Friday, July 23, 2004



Originally the term for a parchment on which several inscriptions had been made after earlier ones had been erased. The characteristic of the palimpsest is that, despite such erasures, there are always traces of previous inscriptions that have been 'overwritten.' Hence the term has become particularly valuable for suggesting the ways in which the traces of earlier 'inscriptions' remain as a continual feature of the 'text' of culture, giving it its particular density and character.
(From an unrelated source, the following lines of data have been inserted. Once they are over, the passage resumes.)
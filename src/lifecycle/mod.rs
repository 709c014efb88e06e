//! Daemon lifecycle.
//!
//! # Data Flow
//! ```text
//! Startup (startup.rs):
//!     Load config → Configure manager → Build quotas and TLS → Start listeners
//!
//! Reload (signals.rs, config watcher):
//!     SIGHUP or file change → pause workers → apply settings → resume
//!
//! Shutdown (shutdown.rs, signals.rs):
//!     SIGTERM/SIGINT → stop listeners → destroy manager → exit
//! ```
//!
//! # Design Decisions
//! - Listeners start last, after every setting is in place
//! - Settings and quota limits change on reload; listeners do not

pub mod shutdown;
pub mod signals;
pub mod startup;

pub use shutdown::Shutdown;
pub use signals::{Signal, Signals};
pub use startup::{apply_settings, configure_manager, start_listeners, Running, StartupError};
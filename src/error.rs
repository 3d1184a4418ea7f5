use thiserror::Error;

/// Every variant is an invalid-input failure; none is retryable.
#[derive(Error, Debug, Clone, PartialEq, Eq)]
pub enum Base85Error {
    #[error("Input should be 5 byte aligned, got {0} bytes")]
    UnalignedText(usize),

    #[error("Input should be 4 byte aligned, got {0} bytes")]
    UnalignedBytes(usize),

    #[error("Input is not valid Z85: {0}")]
    InvalidCharacters(String),

    #[error("Encoded UUID should be {expected} characters, got {actual}")]
    UuidLength { expected: usize, actual: usize },
}
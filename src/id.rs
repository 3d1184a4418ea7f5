use uuid::Uuid;

use crate::{Base85Error, ENCODED_UUID_LENGTH, z85dec};
use crate::enc::encode_chunks;

pub fn encode_uuid(id: &Uuid) -> String {
    let mut dst = [0u8; ENCODED_UUID_LENGTH];
    encode_chunks(id.as_bytes(), &mut dst);
    dst.into_iter().map(char::from).collect()
}

pub fn decode_uuid(encoded: &str) -> Result<Uuid, Base85Error> {
    if encoded.len() != ENCODED_UUID_LENGTH {
        return Err(Base85Error::UuidLength { expected: ENCODED_UUID_LENGTH, actual: encoded.len() });
    }
    let mut bytes = [0u8; 16];
    z85dec(encoded.as_bytes(), &mut bytes)?;
    Ok(Uuid::from_bytes(bytes))
}

#[cfg(test)]
mod tests {
    use super::*;
    use crate::encode_blocks;

    #[test]
    fn test_nil_uuid() {
        let encoded = encode_uuid(&Uuid::nil());
        assert_eq!(encoded, "0".repeat(ENCODED_UUID_LENGTH));
        assert_eq!(decode_uuid(&encoded).unwrap(), Uuid::nil());
    }

    #[test]
    fn test_uuid_roundtrip() {
        let id = Uuid::from_u128(0x0123_4567_89ab_cdef_fedc_ba98_7654_3210);
        let encoded = encode_uuid(&id);
        assert_eq!(encoded.len(), ENCODED_UUID_LENGTH);
        assert_eq!(encoded, encode_blocks(id.as_bytes()).unwrap());
        assert_eq!(decode_uuid(&encoded).unwrap(), id);
    }

    #[test]
    fn test_uuid_wrong_length() {
        assert_eq!(
            decode_uuid("0000000000"),
            Err(Base85Error::UuidLength { expected: 20, actual: 10 })
        );
        assert_eq!(
            decode_uuid(&"0".repeat(25)),
            Err(Base85Error::UuidLength { expected: 20, actual: 25 })
        );
    }

    #[test]
    fn test_uuid_invalid_chars() {
        let encoded = "000000000000000000 0";
        assert_eq!(
            decode_uuid(encoded),
            Err(Base85Error::InvalidCharacters(encoded.to_string()))
        );
    }
}
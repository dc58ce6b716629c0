use std::time::Duration;

use async_trait::async_trait;
use tracing::{info, instrument, warn};

use crate::models::vacancy::VacancyRecord;
use crate::services::hh_client::VacancySource;

/// Pause applied after every successfully collected vacancy.
#[async_trait]
pub trait Throttle: Send + Sync {
    async fn pause(&self);
}

/// Sleeps for a fixed duration. Used against the real API.
#[derive(Debug, Clone, Copy)]
pub struct FixedDelay(pub Duration);

#[async_trait]
impl Throttle for FixedDelay {
    async fn pause(&self) {
        if !self.0.is_zero() {
            tokio::time::sleep(self.0).await;
        }
    }
}

#[derive(Debug, Clone, Copy, Default)]
pub struct NoDelay;

#[async_trait]
impl Throttle for NoDelay {
    async fn pause(&self) {}
}

#[derive(Debug, Clone)]
pub struct CollectQuery {
    pub text: String,
    pub page_count: u32,
    pub per_page: u32,
}

/// Outcome of one collector run.
#[derive(Debug, Default)]
pub struct CollectReport {
    pub records: Vec<VacancyRecord>,
    pub failed_pages: Vec<u32>,
    pub failed_items: Vec<String>,
}

pub struct CollectorService<S, T> {
    source: S,
    throttle: T,
}

impl<S, T> CollectorService<S, T>
where
    S: VacancySource,
    T: Throttle,
{
    pub fn new(source: S, throttle: T) -> Self {
        Self { source, throttle }
    }

    /// Walks pages `0..page_count` one request at a time.
    ///
    /// Failed pages and items are logged and skipped; the run never aborts.
    /// Records keep encounter order and duplicate ids are kept as-is.
    #[instrument(skip(self), fields(text = %query.text))]
    pub async fn collect(&self, query: &CollectQuery) -> CollectReport {
        let mut report = CollectReport::default();

        for page in 0..query.page_count {
            info!(page = page + 1, total = query.page_count, "Parsing search page");

            let listing = match self
                .source
                .search_page(&query.text, page, query.per_page)
                .await
            {
                Ok(listing) => listing,
                Err(e) => {
                    warn!(page, error = %e, "Search page failed, skipping");
                    report.failed_pages.push(page);
                    continue;
                }
            };

            for item in listing.items {
                let Some(vacancy_id) = item.id else {
                    warn!(page, "Search item has no id, skipping");
                    continue;
                };

                let record = match self.source.vacancy_detail(&vacancy_id).await {
                    Ok(detail) => VacancyRecord::try_from(detail),
                    Err(e) => Err(e),
                };

                match record {
                    Ok(record) => report.records.push(record),
                    Err(e) => {
                        warn!(vacancy_id = %vacancy_id, error = %e, "Vacancy fetch failed, skipping");
                        report.failed_items.push(vacancy_id);
                        continue;
                    }
                }

                self.throttle.pause().await;
            }
        }

        info!(
            collected = report.records.len(),
            failed_pages = report.failed_pages.len(),
            failed_items = report.failed_items.len(),
            "Collection finished"
        );
        report
    }
}
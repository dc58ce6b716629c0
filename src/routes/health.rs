use axum::{extract::State, http::StatusCode, response::IntoResponse, Json};
use serde_json::json;

use crate::AppState;

#[axum::debug_handler]
pub async fn health(State(state): State<AppState>) -> impl IntoResponse {
    let body = json!({
        "status": "ok",
        "vacancies": state.snapshot.len(),
    });
    (StatusCode::OK, Json(body))
}
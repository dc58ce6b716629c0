pub mod aggregate;
pub mod vacancy;
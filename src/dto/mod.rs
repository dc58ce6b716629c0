pub mod hh_dto;
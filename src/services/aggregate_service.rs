use indexmap::IndexMap;

use crate::models::aggregate::{AggregateCounts, NameCount};
use crate::models::vacancy::VacancyRecord;

/// Counts occurrences per distinct value, preserving first-seen order.
pub fn count_by<'a, I>(values: I) -> IndexMap<&'a str, usize>
where
    I: IntoIterator<Item = &'a str>,
{
    let mut counts: IndexMap<&'a str, usize> = IndexMap::new();
    for value in values {
        *counts.entry(value).or_default() += 1;
    }
    counts
}

fn to_entries(counts: IndexMap<&str, usize>) -> Vec<NameCount> {
    counts
        .into_iter()
        .map(|(name, count)| NameCount {
            name: name.to_string(),
            count,
        })
        .collect()
}

fn present(value: &Option<String>) -> Option<&str> {
    value.as_deref().filter(|v| !v.is_empty())
}

#[derive(Debug, Clone, Copy)]
pub struct AggregateService {
    min_skill_threshold: usize,
}

impl AggregateService {
    pub fn new(min_skill_threshold: usize) -> Self {
        Self {
            min_skill_threshold,
        }
    }

    pub fn summarize(&self, records: &[VacancyRecord]) -> AggregateCounts {
        let skill_counts = count_by(
            records
                .iter()
                .flat_map(|v| v.key_skills.iter().map(String::as_str)),
        );
        let skills = skill_counts
            .into_iter()
            .filter(|(_, count)| *count >= self.min_skill_threshold)
            .map(|(name, count)| NameCount {
                name: name.to_string(),
                count,
            })
            .collect();

        let experience = to_entries(count_by(
            records.iter().filter_map(|v| present(&v.experience)),
        ));
        let schedule = to_entries(count_by(
            records.iter().filter_map(|v| present(&v.schedule)),
        ));

        AggregateCounts {
            skills,
            experience,
            schedule,
        }
    }
}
Any cultural experience is itself an accretion of many layers, and the term is valuable because it illustrates the ways in which pre-colonial culture as well as the experience of colonization are continuing aspects of a post-colonial society's developing cultural identity. (from Bill Ashcroft, Gareth Griffiths, and Helen Tiffin, Post-Colonial Studies: The Key Concepts)
1. Does it make sense?
2. Is it useful? (Is there a simpler word you would use to describe this?)
3. Think of examples?

1 comment:

Rob Breymaier said...

I think it makes sense but it'd be nice if we could come up with another word or phrase that describes the same thing. I suppose saying that "the palimpsest" is different than saying "the history" because it explicitly states that it means a long period of history over different eras. But, I wonder how often it's really necessary to qulaify somehting in that way. Shouldn't the context of an article already clue in the reader when one is referring to different eras or cultures or spaces etc.